Technical Gotchas That Matter

🏗️ Architecture Considerations for Migration

⚙️ DevOps Pipeline Architecture

If You Use Custom Docker Images: Only Spacelift and env0 support bringing your own runner images. Scalr forces you to use their standard images.

If You Have Compliance Requirements: All three support SOC 2, but Spacelift has the most comprehensive compliance certifications if your auditors care.

If You Use Terragrunt: env0 handles it natively. Spacelift requires custom Docker images. Scalr... good luck. The Terragrunt community has documented which platforms work best.

If You Need State File Control: Scalr lets you store state files anywhere - your own S3 bucket, whatever. Others control your state.

Migration Timeline Reality Check

Scalr: 1-2 weeks if their script works perfectly. Which it mostly does, except for the 5% of edge cases that'll fuck up your weekend.

env0: 2-3 weeks since you need to rebuild workflows in their system.
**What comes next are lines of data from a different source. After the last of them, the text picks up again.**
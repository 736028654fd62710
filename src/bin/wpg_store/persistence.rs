use std::path::Path as FsPath;

use futures::StreamExt;
use tokio::io::AsyncWriteExt;

use super::*;

const REPO_FILE: &str = "repo.json";

pub(super) fn repo_dir(state: &AppState, repo_id: &str) -> PathBuf {
    state.data_dir.join("repos").join(repo_id)
}

pub(super) fn objects_dir(state: &AppState, repo_id: &str) -> PathBuf {
    repo_dir(state, repo_id).join("objects")
}

/// Per-object `ObjectEntry` sidecars, so listings never rehash large parts.
pub(super) fn meta_dir(state: &AppState, repo_id: &str) -> PathBuf {
    repo_dir(state, repo_id).join("meta")
}

pub(super) fn load_repos_from_disk(data_dir: &FsPath) -> Result<HashMap<String, RepoInfo>> {
    let root = data_dir.join("repos");
    let mut out = HashMap::new();
    if !root.is_dir() {
        return Ok(out);
    }
    // Ids are `name` or `owner/name`, so repo.json sits one or two levels down.
    for entry in std::fs::read_dir(&root).with_context(|| format!("read {}", root.display()))? {
        let entry = entry.with_context(|| format!("read {}", root.display()))?;
        let dir = entry.path();
        if !dir.is_dir() {
            continue;
        }
        if let Some(info) = read_repo_file(&dir)? {
            out.insert(info.id.clone(), info);
            continue;
        }
        for inner in std::fs::read_dir(&dir).with_context(|| format!("read {}", dir.display()))? {
            let inner = inner.with_context(|| format!("read {}", dir.display()))?;
            if inner.path().is_dir()
                && let Some(info) = read_repo_file(&inner.path())?
            {
                out.insert(info.id.clone(), info);
            }
        }
    }
    Ok(out)
}

fn read_repo_file(dir: &FsPath) -> Result<Option<RepoInfo>> {
    let path = dir.join(REPO_FILE);
    if !path.is_file() {
        return Ok(None);
    }
    let bytes = std::fs::read(&path).with_context(|| format!("read {}", path.display()))?;
    let info = serde_json::from_slice(&bytes).with_context(|| format!("parse {}", path.display()))?;
    Ok(Some(info))
}

pub(super) fn persist_repo(state: &AppState, info: &RepoInfo) -> Result<()> {
    let dir = repo_dir(state, &info.id);
    std::fs::create_dir_all(dir.join("objects"))
        .with_context(|| format!("create dir {}", dir.display()))?;
    std::fs::create_dir_all(dir.join("meta"))
        .with_context(|| format!("create dir {}", dir.display()))?;
    let bytes = serde_json::to_vec_pretty(info).context("serialize repo")?;
    write_atomic_overwrite(&dir.join(REPO_FILE), &bytes)
}

pub(super) fn write_atomic_overwrite(path: &FsPath, bytes: &[u8]) -> Result<()> {
    let tmp = temp_sibling(path)?;
    std::fs::write(&tmp, bytes).with_context(|| format!("write {}", tmp.display()))?;
    std::fs::rename(&tmp, path)
        .with_context(|| format!("rename {} -> {}", tmp.display(), path.display()))?;
    Ok(())
}

/// A fresh `.tmp.<name>.<nonce>` path next to `path`, creating the parent dir.
pub(super) fn temp_sibling(path: &FsPath) -> Result<PathBuf> {
    let parent = path
        .parent()
        .with_context(|| format!("{} has no parent", path.display()))?;
    std::fs::create_dir_all(parent).with_context(|| format!("create dir {}", parent.display()))?;
    let name = path
        .file_name()
        .and_then(|n| n.to_str())
        .with_context(|| format!("{} has no file name", path.display()))?;
    // Unique per writer so concurrent uploads of the same name never share a temp file.
    let mut nonce = [0u8; 8];
    getrandom::getrandom(&mut nonce).map_err(|e| anyhow::anyhow!("getrandom: {:?}", e))?;
    Ok(parent.join(format!(".tmp.{}.{}", name, u64::from_le_bytes(nonce))))
}

pub(super) enum Received {
    Complete { size: u64, blake3: String },
    TooLarge,
}

/// Stream a request body into `tmp`, hashing as it goes. Stops at the first
/// chunk that takes the total past `limit`.
pub(super) async fn receive_body(body: Body, tmp: &FsPath, limit: u64) -> Result<Received> {
    let mut file = tokio::fs::File::create(tmp)
        .await
        .with_context(|| format!("create {}", tmp.display()))?;
    let mut hasher = blake3::Hasher::new();
    let mut size = 0u64;
    let mut stream = body.into_data_stream();
    while let Some(chunk) = stream.next().await {
        let chunk = chunk.context("read request body")?;
        size += chunk.len() as u64;
        if size > limit {
            return Ok(Received::TooLarge);
        }
        hasher.update(&chunk);
        file.write_all(&chunk)
            .await
            .with_context(|| format!("write {}", tmp.display()))?;
    }
    file.flush()
        .await
        .with_context(|| format!("flush {}", tmp.display()))?;
    Ok(Received::Complete {
        size,
        blake3: hasher.finalize().to_hex().to_string(),
    })
}

pub(super) async fn discard(tmp: &FsPath) {
    if let Err(e) = tokio::fs::remove_file(tmp).await
        && e.kind() != std::io::ErrorKind::NotFound
    {
        tracing::warn!(path = %tmp.display(), error = %e, "failed to remove temp upload");
    }
}

/// Move a fully received upload into place, then record its sidecar.
pub(super) fn commit_object(
    state: &AppState,
    repo_id: &str,
    entry: &ObjectEntry,
    tmp: &FsPath,
) -> Result<()> {
    let object = objects_dir(state, repo_id).join(&entry.name);
    std::fs::rename(tmp, &object)
        .with_context(|| format!("rename {} -> {}", tmp.display(), object.display()))?;
    let meta = serde_json::to_vec(entry).context("serialize object entry")?;
    write_atomic_overwrite(&meta_dir(state, repo_id).join(format!("{}.json", entry.name)), &meta)
}

pub(super) fn list_entries(state: &AppState, repo_id: &str) -> Result<Vec<ObjectEntry>> {
    let meta = meta_dir(state, repo_id);
    let objects = objects_dir(state, repo_id);
    let mut out = Vec::new();
    if !meta.is_dir() {
        return Ok(out);
    }
    for entry in std::fs::read_dir(&meta).with_context(|| format!("read {}", meta.display()))? {
        let entry = entry.with_context(|| format!("read {}", meta.display()))?;
        let Ok(file_name) = entry.file_name().into_string() else {
            continue;
        };
        if file_name.starts_with(".tmp.") || !file_name.ends_with(".json") {
            continue;
        }
        let bytes = std::fs::read(entry.path())
            .with_context(|| format!("read {}", entry.path().display()))?;
        let obj: ObjectEntry = serde_json::from_slice(&bytes)
            .with_context(|| format!("parse {}", entry.path().display()))?;
        if objects.join(&obj.name).is_file() {
            out.push(obj);
        }
    }
    out.sort_by(|a, b| a.name.cmp(&b.name));
    Ok(out)
}

/// Remove an object and its sidecar. Returns whether the object existed.
pub(super) fn remove_object(state: &AppState, repo_id: &str, name: &str) -> Result<bool> {
    let object = objects_dir(state, repo_id).join(name);
    let existed = match std::fs::remove_file(&object) {
        Ok(()) => true,
        Err(e) if e.kind() == std::io::ErrorKind::NotFound => false,
        Err(e) => return Err(e).with_context(|| format!("remove {}", object.display())),
    };
    let meta = meta_dir(state, repo_id).join(format!("{}.json", name));
    match std::fs::remove_file(&meta) {
        Ok(()) => {}
        Err(e) if e.kind() == std::io::ErrorKind::NotFound => {}
        Err(e) => return Err(e).with_context(|| format!("remove {}", meta.display())),
    }
    Ok(existed)
}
Their migration tool handles the heavy lifting but expect to manually fix the weird workspaces.

Spacelift: 3-4 weeks because more features = more migration complexity. But you get stack dependencies and policy engines that actually work.

Pro tip: Run both systems in parallel for a month. Migrate new projects to your chosen alternative, keep existing stuff on TFE until you're confident. Cancel TFE when you're ready.

The "Good Enough" Test

Simple question: will switching fix the shit that's making you want to escape TFE?

  • Cost too high? → All alternatives are cheaper
  • Vendor lock-in? → All support OpenTofu + other tools
  • Shitty error messages? → All have better debugging
  • Workspace limits? → Scalr and env0 have no limits
  • Self-hosting pain? → All offer managed SaaS options

If yes to most, pick whichever has the easiest migration for your team size and technical constraints.

Real talk: quit overthinking this. TFE sucks, the alternatives don't. Just pick based on how much migration pain you can handle. You'll save money and headaches regardless of which one you choose.